Drug use by parents was identified in seven of the cases. Of those, five involved methamphetamine use. Domestic violence was identified in four cases.
Five of the children were male; seven were female. Six were white, three were American Indian, one was black and the others were not identified by race.
The report comes on the opening day of the Montana Legislature. In the 2017 legislative session, lawmakers took aim at helping ease problems within the state’s Child Protective Services Division that came to a head two years ago. The state health department has also implemented several changes and new programs trying to ensure the safety of children.
Two years ago lawmakers created a 17-member commission, including legislators, law enforcement, attorneys, parents and others, that would review child deaths.
The state health department has struggled to deal with an increase of children in care — in 2008, there were 1,507; by 2015 there were 3,179. The department says the number of children entering care has stabilized in recent months. Methamphetamine use by parents has fueled the number of severe child abuse cases and fatalities.
Under a state law, child fatalities must be reported by the Child and Family Services Division, which is a part of the Department of Public Health and Human Services, within a business day. Deaths that must be reported include any child who has been the subject of a report or investigation into abuse or neglect, who was in out-of-home care at the time of the death or who had received services as part of a voluntary protective services agreement.
Health department Director Sheila Hogan said Monday the department recently received the report and is reviewing it. Hogan also said data from the Casey Family Programs shows Montana has one of the lowest child abuse and neglect fatality rates per capita in the nation.
" ... There is still much work to do. That is why over the last two years, (the health department) has launched several new targeted efforts and we are seeing positive results," Hogan said.
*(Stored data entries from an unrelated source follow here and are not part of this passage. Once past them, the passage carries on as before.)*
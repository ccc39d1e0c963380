use crate::eval::{Bindings, EvalError, Function, Value};

use super::{
    check_latitude, check_longitude,
    consts::{EARTH_RADIUS_M, METERS_IN_KILOMETER, METERS_IN_MILE},
};

/// Measurement unit of the returned distance.
#[derive(Debug, Copy, Clone, Eq, PartialEq, Default)]
enum DistanceUnit {
    #[default]
    Meters,
    Kilometers,
    Miles,
}

impl DistanceUnit {
    /// Recognize a unit tag case-insensitively
    fn from_tag(tag: &str) -> Option<Self> {
        match tag.to_lowercase().as_str() {
            "m" => Some(Self::Meters),
            "km" => Some(Self::Kilometers),
            "mi" => Some(Self::Miles),
            _ => None,
        }
    }

    fn from_meters(self, meters: f64) -> f64 {
        match self {
            Self::Meters => meters,
            Self::Kilometers => meters / METERS_IN_KILOMETER,
            Self::Miles => meters / METERS_IN_MILE,
        }
    }
}

/// `geoDistance(lat1, lng1, lat2, lng2[, unit])`: the great-circle
/// distance between two coordinate pairs.
///
/// The result is a number in meters unless the optional unit tag asks for
/// kilometers (`'km'`) or miles (`'mi'`); full floating-point precision is
/// returned with no formatting applied.
#[derive(Debug, Copy, Clone, Default)]
pub struct GeoDistance;

impl Function for GeoDistance {
    fn call(&self, _bindings: &Bindings, args: &[Value]) -> Result<Value, EvalError> {
        if args.len() < 4 || args.len() > 5 {
            return Err(EvalError::arity(
                "geoDistance() expects 4 or 5 arguments: lat1, lng1, lat2, lng2, and optional unit ('m', 'km', 'mi')",
            ));
        }

        let lat1 = args[0].as_number().ok_or_else(|| {
            EvalError::bad_type("geoDistance() expects its first parameter to be a number")
        })?;
        let lng1 = args[1].as_number().ok_or_else(|| {
            EvalError::bad_type("geoDistance() expects its second parameter to be a number")
        })?;
        let lat2 = args[2].as_number().ok_or_else(|| {
            EvalError::bad_type("geoDistance() third argument (lat2) must be a number")
        })?;
        let lng2 = args[3].as_number().ok_or_else(|| {
            EvalError::bad_type("geoDistance() fourth argument (lng2) must be a number")
        })?;

        check_latitude("lat1", lat1)?;
        check_latitude("lat2", lat2)?;
        check_longitude("lng1", lng1)?;
        check_longitude("lng2", lng2)?;

        let unit = match args.get(4) {
            None => DistanceUnit::default(),
            Some(tag) => {
                let tag = tag.as_str().ok_or_else(|| {
                    EvalError::bad_type("geoDistance() fifth argument (unit) must be a string")
                })?;
                DistanceUnit::from_tag(tag).ok_or_else(|| {
                    EvalError::bad_value(
                        "geoDistance() unit must be 'm' (meters), 'km' (kilometers), or 'mi' (miles)",
                    )
                })?
            }
        };

        let meters = haversine_m(lat1, lng1, lat2, lng2);
        Ok(unit.from_meters(meters).into())
    }

    fn name(&self) -> &'static str {
        "geoDistance"
    }

    fn description(&self) -> &'static str {
        "Calculates the great circle distance between two coordinate pairs using the Haversine formula. \
         Usage: geoDistance(lat1, lng1, lat2, lng2) or geoDistance(lat1, lng1, lat2, lng2, unit)"
    }

    fn params(&self) -> &'static str {
        "number lat1, number lng1, number lat2, number lng2, optional string unit"
    }

    fn returns(&self) -> &'static str {
        "number"
    }
}

/// Haversine distance over the mean-radius sphere, in meters.
/// <https://en.wikipedia.org/wiki/Haversine_formula>
fn haversine_m(lat1: f64, lng1: f64, lat2: f64, lng2: f64) -> f64 {
    let phi1 = lat1.to_radians();
    let phi2 = lat2.to_radians();
    let lam1 = lng1.to_radians();
    let lam2 = lng2.to_radians();

    let d_phi = phi2 - phi1;
    let d_lam = lam2 - lam1;

    let a = (d_phi / 2.0).sin().powi(2) + phi1.cos() * phi2.cos() * (d_lam / 2.0).sin().powi(2);
    let c = 2.0 * a.sqrt().atan2((1.0 - a).sqrt());

    EARTH_RADIUS_M * c
}

#[cfg(test)]
fn call(args: &[Value]) -> Result<Value, EvalError> {
    GeoDistance.call(&Bindings::new(), args)
}

#[cfg(test)]
fn call_ok(args: &[Value]) -> f64 {
    match call(args).unwrap() {
        Value::Float(d) => d,
        other => panic!("geoDistance() must evaluate to a number, got {other:?}"),
    }
}

#[cfg(test)]
const NEW_YORK: (f64, f64) = (40.7128, -74.0060);

#[cfg(test)]
const LOS_ANGELES: (f64, f64) = (34.0522, -118.2437);

#[cfg(test)]
mod distance_tests {
    use super::*;

    #[test]
    fn new_york_to_los_angeles() {
        let meters = call_ok(&[
            NEW_YORK.0.into(),
            NEW_YORK.1.into(),
            LOS_ANGELES.0.into(),
            LOS_ANGELES.1.into(),
        ]);
        assert!((meters - 3_935_000.0).abs() < 50_000.0);
    }

    #[test]
    fn same_point_is_zero() {
        let meters = call_ok(&[
            NEW_YORK.0.into(),
            NEW_YORK.1.into(),
            NEW_YORK.0.into(),
            NEW_YORK.1.into(),
        ]);
        assert!(meters.abs() < 1.0);
    }

    #[test]
    fn short_distance() {
        // about a hundredth of a degree of latitude
        let meters = call_ok(&[
            40.7128.into(),
            (-74.0060).into(),
            40.7228.into(),
            (-74.0060).into(),
        ]);
        assert!(meters > 1_000.0 && meters < 1_200.0);
    }

    #[test]
    fn pole_to_pole() {
        let meters = call_ok(&[90.0.into(), 0.0.into(), (-90.0).into(), 0.0.into()]);
        assert!((meters - 20_015_000.0).abs() < 100_000.0);
    }

    #[test]
    fn quarter_turn_along_the_equator() {
        let meters = call_ok(&[0.0.into(), 0.0.into(), 0.0.into(), 90.0.into()]);
        assert!((meters - 10_007_543.0).abs() < 10_000.0);
    }

    #[test]
    fn across_the_date_line() {
        // two degrees of longitude at the equator
        let meters = call_ok(&[0.0.into(), 179.0.into(), 0.0.into(), (-179.0).into()]);
        assert!(meters > 200_000.0 && meters < 250_000.0);
    }

    #[test]
    fn boundary_coordinates() {
        let meters = call_ok(&[90.0.into(), 180.0.into(), (-90.0).into(), (-180.0).into()]);
        assert!(meters.is_finite());
    }

    #[test]
    fn symmetric_in_the_endpoints() {
        let pairs = [
            (NEW_YORK, LOS_ANGELES),
            ((0.0, 0.0), (0.0, 90.0)),
            ((-33.8688, 151.2093), (51.5074, -0.1278)),
            ((90.0, 0.0), (-90.0, 0.0)),
        ];
        for ((lat1, lng1), (lat2, lng2)) in pairs {
            let forward = call_ok(&[lat1.into(), lng1.into(), lat2.into(), lng2.into()]);
            let backward = call_ok(&[lat2.into(), lng2.into(), lat1.into(), lng1.into()]);
            assert_eq!(forward, backward);
        }
    }

    #[test]
    fn integer_arguments() {
        let meters = call_ok(&[
            Value::Int(40),
            Value::Int(-74),
            Value::Int(41),
            Value::Int(-74),
        ]);
        assert!((meters - 111_195.0).abs() < 200.0);
    }
}
//! Extensible checkpoint storage trait for custom backend implementations.
//!
//! This module defines [`CheckpointStore`] — the abstraction the weft runner
//! uses to persist run progress. The runner calls the store only at run and
//! superstep boundaries, and treats every store failure as non-fatal: no
//! scheduling decision depends on the store answering, it exists for
//! durability and post-hoc inspection.
//!
//! # Implementing a backend
//!
//! Backends need four capabilities:
//!
//! - `create_run` — register a new run record
//! - `save_step` — upsert one node outcome keyed by `(run, superstep, node)`
//! - `get_state` / `get_steps` — fold or list recorded steps, optionally
//!   bounded to a superstep
//! - `list_runs` — enumerate runs filtered by status and creation time
//!
//! ```rust,ignore
//! use weft_checkpoint::{CheckpointStore, RunRecord, StepRecord, RunFilter, RunStatus};
//! use async_trait::async_trait;
//!
//! pub struct PostgresStore { pool: sqlx::PgPool }
//!
//! #[async_trait]
//! impl CheckpointStore for PostgresStore {
//!     async fn save_step(&self, step: StepRecord) -> weft_checkpoint::Result<()> {
//!         sqlx::query(
//!             "INSERT INTO steps (run_id, superstep, node, outputs, ok)
//!              VALUES ($1, $2, $3, $4, $5)
//!              ON CONFLICT (run_id, superstep, node) DO UPDATE
//!              SET outputs = $4, ok = $5"
//!         )
//!         // ...bind and execute...
//!         # ;
//!         Ok(())
//!     }
//!     // ... other methods ...
//! }
//! ```
//!
//! All implementations must be `Send + Sync`; each run id is an independent
//! history and concurrent writers for different runs must not interfere.

use crate::error::Result;
use crate::records::{RunFilter, RunRecord, RunStatus, StepRecord};
use async_trait::async_trait;
use std::collections::HashMap;

/// Storage backend for run and step records.
#[async_trait]
pub trait CheckpointStore: Send + Sync {
    /// Register a new run. Fails if the run id already exists.
    async fn create_run(&self, run: RunRecord) -> Result<()>;

    /// Update the status of an existing run.
    async fn set_run_status(&self, run_id: &str, status: RunStatus) -> Result<()>;

    /// Upsert one step record. The `(run_id, superstep, node)` triple is the
    /// key; saving the same triple twice replaces the earlier record.
    async fn save_step(&self, step: StepRecord) -> Result<()>;

    /// Fold all recorded steps of a run into the latest value map.
    ///
    /// Steps are folded in `(superstep, node)` order, later writes to a value
    /// name shadowing earlier ones. When `up_to_superstep` is given, steps of
    /// later supersteps are excluded, reconstructing the state as of that
    /// superstep boundary.
    async fn get_state(
        &self,
        run_id: &str,
        up_to_superstep: Option<usize>,
    ) -> Result<HashMap<String, serde_json::Value>>;

    /// List step records of a run ordered by `(superstep, node)`, optionally
    /// bounded to a single superstep.
    async fn get_steps(&self, run_id: &str, superstep: Option<usize>) -> Result<Vec<StepRecord>>;

    /// List runs matching the filter, newest first.
    async fn list_runs(&self, filter: RunFilter) -> Result<Vec<RunRecord>>;
}
impl RouteDecision {
    /// Whether this decision names `node` as an active target.
    pub fn activates(&self, node: &str) -> bool {
        match self {
            RouteDecision::End => false,
            RouteDecision::Target(t) => t == node,
            RouteDecision::Targets(ts) => ts.iter().any(|t| t == node),
        }
    }
}

/// Broadcast mode for a mapped [`GraphNode`] or [`Runner::map`](crate::runner::Runner::map).
#[derive(Debug, Clone, Copy, PartialEq, Eq)]
pub enum MapMode {
    /// Pair same-index elements across parallel lists; all lists must share
    /// one length.
    Zip,
    /// Full cartesian product across the mapped parameters, first parameter
    /// outermost.
    Product,
}

/// Map-over annotation on a [`GraphNode`]: which inputs are broadcast per
/// item, and how combinations are formed.
#[derive(Debug, Clone)]
pub struct MapOver {
    /// Input parameters whose values are lists of per-item values.
    pub params: Vec<String>,
    /// Zip or cartesian combination mode.
    pub mode: MapMode,
}

/// Which half of a signature a rename touched.
#[derive(Debug, Clone, Copy, PartialEq, Eq)]
pub enum RenameKind {
    /// An input parameter was renamed.
    Input,
    /// An output value was renamed.
    Output,
}

/// One entry in a node's append-only rename chain.
///
/// Renames are ordinary data: the builder appends entries and applies them in
/// order when the signature is finalized, and diagnostics echo the whole
/// chain so a failed lookup can be traced through every step.
#[derive(Debug, Clone)]
pub struct Rename {
    /// Input or output rename.
    pub kind: RenameKind,
    /// Name before this entry.
    pub old: String,
    /// Name after this entry.
    pub new: String,
}
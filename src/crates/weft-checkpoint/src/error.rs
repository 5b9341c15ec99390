//! Error types for checkpoint store operations

use thiserror::Error;

/// Result type for checkpoint store operations
pub type Result<T> = std::result::Result<T, CheckpointError>;

/// Errors that can occur while persisting or querying run state
#[derive(Error, Debug)]
pub enum CheckpointError {
    /// Run not found in the store
    #[error("Run not found: {0}")]
    RunNotFound(String),

    /// Serialization error
    #[error("Serialization error: {0}")]
    Serialization(#[from] serde_json::Error),

    /// Backend storage error
    #[error("Storage error: {0}")]
    Storage(String),

    /// Record is malformed or inconsistent
    #[error("Invalid record: {0}")]
    Invalid(String),

    /// I/O error
    #[error("I/O error: {0}")]
    Io(#[from] std::io::Error),
}
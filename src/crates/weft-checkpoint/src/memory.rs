//! In-memory checkpoint storage for development and testing.
//!
//! [`InMemoryCheckpointStore`] is the reference [`CheckpointStore`]
//! implementation: all records live in a thread-safe map, nothing survives a
//! restart. Use it in tests and single-process tools; production deployments
//! that need durability should implement the trait over a real database.

use crate::error::{CheckpointError, Result};
use crate::records::{RunFilter, RunRecord, RunStatus, StepRecord};
use crate::store::CheckpointStore;
use async_trait::async_trait;
use chrono::Utc;
use std::collections::HashMap;
use std::sync::Arc;
use tokio::sync::RwLock;

#[derive(Default)]
struct Inner {
    runs: HashMap<String, RunRecord>,
    // (superstep, node) -> step, per run
    steps: HashMap<String, HashMap<(usize, String), StepRecord>>,
}

/// Thread-safe, ephemeral checkpoint store.
#[derive(Clone, Default)]
pub struct InMemoryCheckpointStore {
    inner: Arc<RwLock<Inner>>,
}

impl InMemoryCheckpointStore {
    /// Create an empty store.
    pub fn new() -> Self {
        Self::default()
    }

    /// Drop every record. Intended for test isolation.
    pub async fn clear(&self) {
        let mut inner = self.inner.write().await;
        inner.runs.clear();
        inner.steps.clear();
    }

    /// Number of runs currently recorded.
    pub async fn run_count(&self) -> usize {
        self.inner.read().await.runs.len()
    }
}

#[async_trait]
impl CheckpointStore for InMemoryCheckpointStore {
    async fn create_run(&self, run: RunRecord) -> Result<()> {
        let mut inner = self.inner.write().await;
        if inner.runs.contains_key(&run.run_id) {
            return Err(CheckpointError::Invalid(format!(
                "run '{}' already exists",
                run.run_id
            )));
        }
        inner.steps.insert(run.run_id.clone(), HashMap::new());
        inner.runs.insert(run.run_id.clone(), run);
        Ok(())
    }

    async fn set_run_status(&self, run_id: &str, status: RunStatus) -> Result<()> {
        let mut inner = self.inner.write().await;
        let run = inner
            .runs
            .get_mut(run_id)
            .ok_or_else(|| CheckpointError::RunNotFound(run_id.to_string()))?;
        run.status = status;
        run.updated_at = Utc::now();
        Ok(())
    }

    async fn save_step(&self, step: StepRecord) -> Result<()> {
        let mut inner = self.inner.write().await;
        let steps = inner
            .steps
            .get_mut(&step.run_id)
            .ok_or_else(|| CheckpointError::RunNotFound(step.run_id.clone()))?;
        steps.insert((step.superstep, step.node.clone()), step);
        Ok(())
    }

    async fn get_state(
        &self,
        run_id: &str,
        up_to_superstep: Option<usize>,
    ) -> Result<HashMap<String, serde_json::Value>> {
        let steps = self.get_steps(run_id, None).await?;
        let mut state = HashMap::new();
        for step in steps {
            if up_to_superstep.map_or(false, |bound| step.superstep > bound) {
                continue;
            }
            for (name, value) in step.outputs {
                state.insert(name, value);
            }
        }
        Ok(state)
    }

    async fn get_steps(&self, run_id: &str, superstep: Option<usize>) -> Result<Vec<StepRecord>> {
        let inner = self.inner.read().await;
        let steps = inner
            .steps
            .get(run_id)
            .ok_or_else(|| CheckpointError::RunNotFound(run_id.to_string()))?;
        let mut out: Vec<StepRecord> = steps
            .values()
            .filter(|s| superstep.map_or(true, |n| s.superstep == n))
            .cloned()
            .collect();
        out.sort_by(|a, b| (a.superstep, &a.node).cmp(&(b.superstep, &b.node)));
        Ok(out)
    }

    async fn list_runs(&self, filter: RunFilter) -> Result<Vec<RunRecord>> {
        let inner = self.inner.read().await;
        let mut runs: Vec<RunRecord> = inner
            .runs
            .values()
            .filter(|r| filter.status.map_or(true, |s| r.status == s))
            .filter(|r| filter.created_after.map_or(true, |t| r.created_at >= t))
            .filter(|r| filter.created_before.map_or(true, |t| r.created_at <= t))
            .cloned()
            .collect();
        runs.sort_by(|a, b| b.created_at.cmp(&a.created_at));
        if let Some(limit) = filter.limit {
            runs.truncate(limit);
        }
        Ok(runs)
    }
}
That includes the First Years Initiative, which focuses on preventing child abuse, neglect and fatalities from children ages 0-3.
The program is a partnership between local health departments, nonprofits and the state Child and Family Services Division. It includes home visitors who are paired with families that have a high need for child safety, as well as a safe-sleep campaign for infants and efforts to reach out to women before they give birth. The department is also working with the Montana Healthcare Foundation to provide prenatal and postpartum services for women with substance use disorders.
"These, along with our other department initiatives, are making a true impact to protect Montana kids," Hogan said.
The report found several instances in the death cases where Child and Family Services did not complete required tasks or practices.
Suspected child abuse and neglect is reported through a centralized intake in the Child and Family Services Division, where it is categorized and reviewed to see if an investigation is warranted.
Child protection specialists must send letters to parents after investigations, informing them if claims of abuse or neglect are substantiated, founded or unsubstantiated.
In one death case the Children's Justice Bureau reviewed, a letter saying allegations of abuse were found unsubstantiated was sent seven months after the investigation was closed — and one month after the child died.
In two death cases, reports made to the Centralized Intake Bureau did not result in an investigation or a family functioning assessment. Another case was categorized as information only.
Two additional reports of abuse or neglect were put into the information-only category despite the reports coming from law enforcement or a doctor or being for a child under the age of 3.
Not all issues in the report were under control of the Child and Family Services Division. In at least two cases, two people who knew of child abuse and neglect concerns never made reports to the division’s centralized intake. The concerns eventually discovered were consistent with how the child died. And in at least one of those cases, the person who did not make the report was a mandatory reporter, such as a doctor or law enforcement.
The Department of Justice makes a dozen recommendations based on the review.
This includes the health department collaborating on two statewide public education campaigns, one about safe sleep practices and one about reporting suspected abuse and neglect.
The report also calls for procedures to make sure all reports received by centralized intake where a fatality occurs are reviewed. The team also wants to see the Child and Family Services Division create a time frame and assessment tools for sending letters about the results of investigations.